Do you like your boss? According to the Webster dictionary, the word Boss stands for: a person who exercises control over workers. Yes, to exercise control. It does sound nicer to be the controller vs. the controlled doesn’t it – but with what strings attached? The fine print that comes with being the boss may not be all it’s cracked up to be. If you’re striving to take over the reigns one day, here are a few earnest insights and considerations worth examining to see if you have what it takes.
The demands and strains of middle-to-upper management can encompass an extremely wide range of challenges these days. Times have changed, and the general workforce is more abundant in restless, unhappy, opinionated workers than ever before – and they like to express it. A manager’s daily role is to look at the big picture, know what resources are required, what the targets are, and manage the team to achieve it. They are paid higher salaries to deal with people’s issues and get results. Without a foundation of strong people skills, the notable pressure and stress can become evident to the team and will begin to create a disconnect that’s difficult to pinpoint or correct.
I spoke with a few different managers with five to ten years’ experience in managing teams, to get a sense of the difficulties that they face in their world. Here are a few takeaways:
- Employees generally care about two things more than anything else: their schedule and their pay. Managers, in most cases, have zero control over either.
- Managers are stuck in the middle and have to consider concerns from all angles. The team sees them as responsible for all grievances, the bosses see them responsible for not meeting targets, and the customers want to talk to them about unsatisfactory services and pricing not ideal.
- The general workforce now expects much more than just a salary. They want bonuses, deserved or not, latest computers and software, 3+ weeks of paid vacation, and the ability to pick the best working hours.
The general consensus is that employees expect perks in addition to just getting paid for the hours they work. It also sounds like solid work ethic is beginning to slip away and becoming increasingly rare.
Keeping a team on track, motivated, and engaged in their work sounds, frankly, exhausting. To continue to have influence with people on the team, you have to come alongside them and really get involved in their lives. Without effective people skills deployed by management, a workplace can become an increasingly negative environment. The water cooler crowd is generally not a positive hang out to begin with and if that is not the case at your place of work, then your boss must be doing something right. Most offices rank dead last in shared and expressed gratitude and the boss is perhaps the single most powerful factor in an employee’s attitude.
Here are six proactive efforts that great bosses make:
- Communicate their plans and goals clearly, which ensures that people understand their roles and responsibilities as members of the team.
- Give a glimpse of vulnerability to employees. The boss is often not seen as a person, they are seen as a boss. A boss who is open to sharing challenges and personal sides will strengthen the relationship with employees and align their goals.
- Help the team stay fresh – bring a sense of play and entertainment to the office. We spend so much time at work that it can be hard to stay enthused.

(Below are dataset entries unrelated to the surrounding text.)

//! The fixed set of supported currencies and money formatting helpers.

use numfmt::{Formatter, Precision};
use rusqlite::{
    ToSql,
    types::{FromSql, FromSqlResult, ToSqlOutput, ValueRef},
};
use serde::{Deserialize, Serialize};

/// A supported currency code.
///
/// The set is fixed and not configurable at runtime. Records created outside
/// the app with an unrecognised code fall back to [Currency::Usd] when read.
#[derive(Debug, Clone, Copy, PartialEq, Eq, Hash, Serialize, Deserialize)]
#[serde(rename_all = "UPPERCASE")]
pub enum Currency {
    /// Indian Rupee
    Inr,
    /// US Dollar
    Usd,
    /// Euro
    Eur,
    /// British Pound
    Gbp,
    /// Japanese Yen
    Jpy,
    /// Chinese Yuan
    Cny,
    /// Australian Dollar
    Aud,
    /// Canadian Dollar
    Cad,
}

impl Currency {
    /// Every supported currency, in the order shown in selectors.
    pub const ALL: [Currency; 8] = [
        Currency::Inr,
        Currency::Usd,
        Currency::Eur,
        Currency::Gbp,
        Currency::Jpy,
        Currency::Cny,
        Currency::Aud,
        Currency::Cad,
    ];

    /// The ISO 4217 code, e.g. "INR".
    pub fn code(self) -> &'static str {
        match self {
            Currency::Inr => "INR",
            Currency::Usd => "USD",
            Currency::Eur => "EUR",
            Currency::Gbp => "GBP",
            Currency::Jpy => "JPY",
            Currency::Cny => "CNY",
            Currency::Aud => "AUD",
            Currency::Cad => "CAD",
        }
    }

    /// The display symbol, e.g. "₹".
    pub fn symbol(self) -> &'static str {
        match self {
            Currency::Inr => "₹",
            Currency::Usd => "$",
            Currency::Eur => "€",
            Currency::Gbp => "£",
            Currency::Jpy => "¥",
            Currency::Cny => "¥",
            Currency::Aud => "A$",
            Currency::Cad => "C$",
        }
    }

    /// The human-readable name, e.g. "Indian Rupee".
    pub fn name(self) -> &'static str {
        match self {
            Currency::Inr => "Indian Rupee",
            Currency::Usd => "US Dollar",
            Currency::Eur => "Euro",
            Currency::Gbp => "British Pound",
            Currency::Jpy => "Japanese Yen",
            Currency::Cny => "Chinese Yuan",
            Currency::Aud => "Australian Dollar",
            Currency::Cad => "Canadian Dollar",
        }
    }

    /// Parse an ISO 4217 code. Returns `None` for unrecognised codes.
    pub fn from_code(code: &str) -> Option<Self> {
        Currency::ALL
            .into_iter()
            .find(|currency| currency.code() == code)
    }
}

impl ToSql for Currency {
    fn to_sql(&self) -> rusqlite::Result<ToSqlOutput<'_>> {
        Ok(self.code().into())
    }
}

impl FromSql for Currency {
    fn column_result(value: ValueRef<'_>) -> FromSqlResult<Self> {
        value
            .as_str()
            .map(|code| Currency::from_code(code).unwrap_or(Currency::Usd))
    }
}

/// Format `amount` with the currency's symbol and two decimal places,
/// e.g. `format_money(-1234.5, Currency::Inr)` gives "-₹1,234.50".
pub fn format_money(amount: f64, currency: Currency) -> String {
    let symbol = currency.symbol();

    if amount == 0.0 {
        // Zero is hardcoded as "0" by numfmt, so we must specify the
        // formatted string for zero ourselves.
        return format!("{symbol}0.00");
    }

    let prefix = if amount < 0.0 {
        format!("-{symbol}")
    } else {
        symbol.to_owned()
    };

    let fmt = Formatter::currency(&prefix)
        .expect("currency symbols fit within the formatter prefix limit")
        .precision(Precision::Decimals(2));

    let mut formatted_string = fmt.fmt_string(amount.abs());

    // numfmt omits the last trailing zero, so we must add it ourselves.
    // For example, "12.30" is rendered as "12.3" so we append "0".
    if formatted_string.as_bytes()[formatted_string.len() - 3] != b'.' {
        formatted_string = format!("{formatted_string}0");
    }

    formatted_string
}

/// Format `amount` with the currency's symbol, rounded to the nearest whole
/// number, e.g. "₹1,235".
pub fn format_money_rounded(amount: f64, currency: Currency) -> String {
    let symbol = currency.symbol();
    let amount = amount.round();

    if amount == 0.0 {
        return format!("{symbol}0");
    }

    let prefix = if amount < 0.0 {
        format!("-{symbol}")
    } else {
        symbol.to_owned()
    };

    Formatter::currency(&prefix)
        .expect("currency symbols fit within the formatter prefix limit")
        .precision(Precision::Decimals(0))
        .fmt_string(amount.abs())
}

- Give a nudge or praise when needed. Sometimes we just need a little reminder that we are capable of doing better or some appreciation on a job well done.
- A great boss observes their employees to find out what they do best, leveraging the instincts and skills that the employees have.

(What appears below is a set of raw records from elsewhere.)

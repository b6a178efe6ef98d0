//! Income tracking.
//!
//! This module contains everything related to income records:
//! - The `Income` model and `IncomeBuilder` for creating records
//! - Store functions for fetching, adding, updating, and deleting records
//! - View handlers for income-related web pages

mod create;
mod delete;
mod domain;
mod edit;
mod form;
mod list;
mod store;

pub use create::{create_income_endpoint, get_new_income_page};
pub use delete::delete_income_endpoint;
pub use domain::{Income, IncomeBuilder, IncomeCategory};
pub use edit::{get_edit_income_page, update_income_endpoint};
pub use list::{get_income_page, get_income_table_fragment};
pub use store::{add_income, create_income_table, fetch_income};

#[cfg(test)]
pub use store::get_income;
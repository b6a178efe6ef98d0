#![allow(missing_docs)]

pub(crate) mod db;
pub(crate) mod form;
pub(crate) mod html;
pub(crate) mod http;

pub(crate) use db::{get_test_connection, other_session, test_session};
pub(crate) use form::{
    assert_form_input, assert_form_input_with_value, assert_form_submit_button, assert_hx_endpoint,
    must_get_form,
};
pub(crate) use html::{assert_valid_html, parse_html_document, parse_html_fragment};
pub(crate) use http::{assert_hx_redirect, assert_status_ok, get_header};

- Provide some unexpected flexibility or attention; give employees the odd break when needed, with a day off or perhaps some undivided attention or time to really listen to them.
As you can see from the list it really comes down to people. It’s all about others. Being what is often referred to as a “people person” is not necessarily taught to us in school, but can be a skill developed over time. Learning to lead and work with others can end up paying huge dividends. This lifelong learning process continues long after the formal education process is done – yes you have to continue to do it on your own time. It amazes me how many people just stop reading and studying after school altogether. Sorry fiction and sci-fi fans that is not the kind of reading I am referring to, I’m talking about diving into learning about communication, relationships, and life, not escaping it.

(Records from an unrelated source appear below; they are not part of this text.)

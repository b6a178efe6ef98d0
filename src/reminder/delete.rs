//! Reminder delete endpoint.

use std::sync::{Arc, Mutex};

use axum::{
    Extension,
    extract::{FromRef, Path, State},
    response::{IntoResponse, Response},
};
use rusqlite::Connection;

use crate::{AppState, Error, database_id::ReminderId, session::Session};

use super::{
    panel::reminder_list_view,
    store::{delete_reminder, fetch_reminders},
};

/// The state needed for deleting a reminder.
#[derive(Debug, Clone)]
pub struct DeleteReminderState {
    /// The database connection for managing reminders.
    pub db_connection: Arc<Mutex<Connection>>,
}

impl FromRef<AppState> for DeleteReminderState {
    fn from_ref(state: &AppState) -> Self {
        Self {
            db_connection: state.db_connection.clone(),
        }
    }
}

/// A route handler for deleting a reminder.
///
/// Responds with the freshly queried reminder list.
pub async fn delete_reminder_endpoint(
    State(state): State<DeleteReminderState>,
    Extension(session): Extension<Session>,
    Path(reminder_id): Path<ReminderId>,
) -> Response {
    let connection = match state.db_connection.lock() {
        Ok(connection) => connection,
        Err(error) => {
            tracing::error!("could not acquire database lock: {error}");
            return Error::DatabaseLockError.into_alert_response();
        }
    };

    if let Err(error) = delete_reminder(Some(&session), reminder_id, &connection) {
        tracing::error!("Could not delete reminder {reminder_id}: {error}");
        return error.into_alert_response();
    }

    match fetch_reminders(Some(&session), &connection) {
        Ok(reminders) => reminder_list_view(&reminders).into_response(),
        Err(error) => error.into_alert_response(),
    }
}

#[cfg(test)]
mod delete_reminder_endpoint_tests {
    use std::sync::{Arc, Mutex};

    use axum::{
        Extension,
        extract::{Path, State},
        http::StatusCode,
        response::IntoResponse,
    };
    use time::macros::date;

    use crate::{
        Error,
        reminder::{Reminder, add_reminder, get_reminder},
        test_utils::{get_test_connection, test_session},
    };

    use super::{DeleteReminderState, delete_reminder_endpoint};

    #[tokio::test]
    async fn delete_removes_reminder() {
        let conn = get_test_connection();
        let session = test_session();

        let reminder = add_reminder(
            Some(&session),
            Reminder::build("Loan EMI", date!(2024 - 07 - 01)),
            &conn,
        )
        .unwrap()
        .unwrap();

        let state = DeleteReminderState {
            db_connection: Arc::new(Mutex::new(conn)),
        };

        let response = delete_reminder_endpoint(
            State(state.clone()),
            Extension(session.clone()),
            Path(reminder.id),
        )
        .await
        .into_response();

        assert_eq!(response.status(), StatusCode::OK);

        let connection = state.db_connection.lock().unwrap();
        assert_eq!(
            get_reminder(reminder.id, &session.user_id, &connection),
            Err(Error::NotFound)
        );
    }

    #[tokio::test]
    async fn delete_missing_reminder_returns_not_found_alert() {
        let state = DeleteReminderState {
            db_connection: Arc::new(Mutex::new(get_test_connection())),
        };

        let response = delete_reminder_endpoint(State(state), Extension(test_session()), Path(1337))
            .await
            .into_response();

        assert_eq!(response.status(), StatusCode::NOT_FOUND);
    }
}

Book recommendations in the key areas of People, Communication, and Leadership:
How to Win Friends & Influence People, Dale Carnegie (People)
Everyone Communicates Few Connect, John C. Maxwell (Communication)
The Leadership Challenge, Jim Kouzes and Barry Posner (Leadership)
When you have developed these essential people skills to intersect with your education and work experience, you will start to see growth. If and when applied, you will begin to see yourself separating from the larger “always complaining” crew and gravitate toward the much smaller group of employees who are always seeking to find answers and solutions to the tasks at hand. You will start looking to see if there’s a better way of doing things, asking the right questions and finding your voice among the team. Learning how to step up and add value as a key team player has to come before taking the reigns of leading your own team successfully.
Remember, if you think you’re leading a group of people on a mission or journey, stop for moment, and take a look behind you. If no one is following – you are only taking a walk.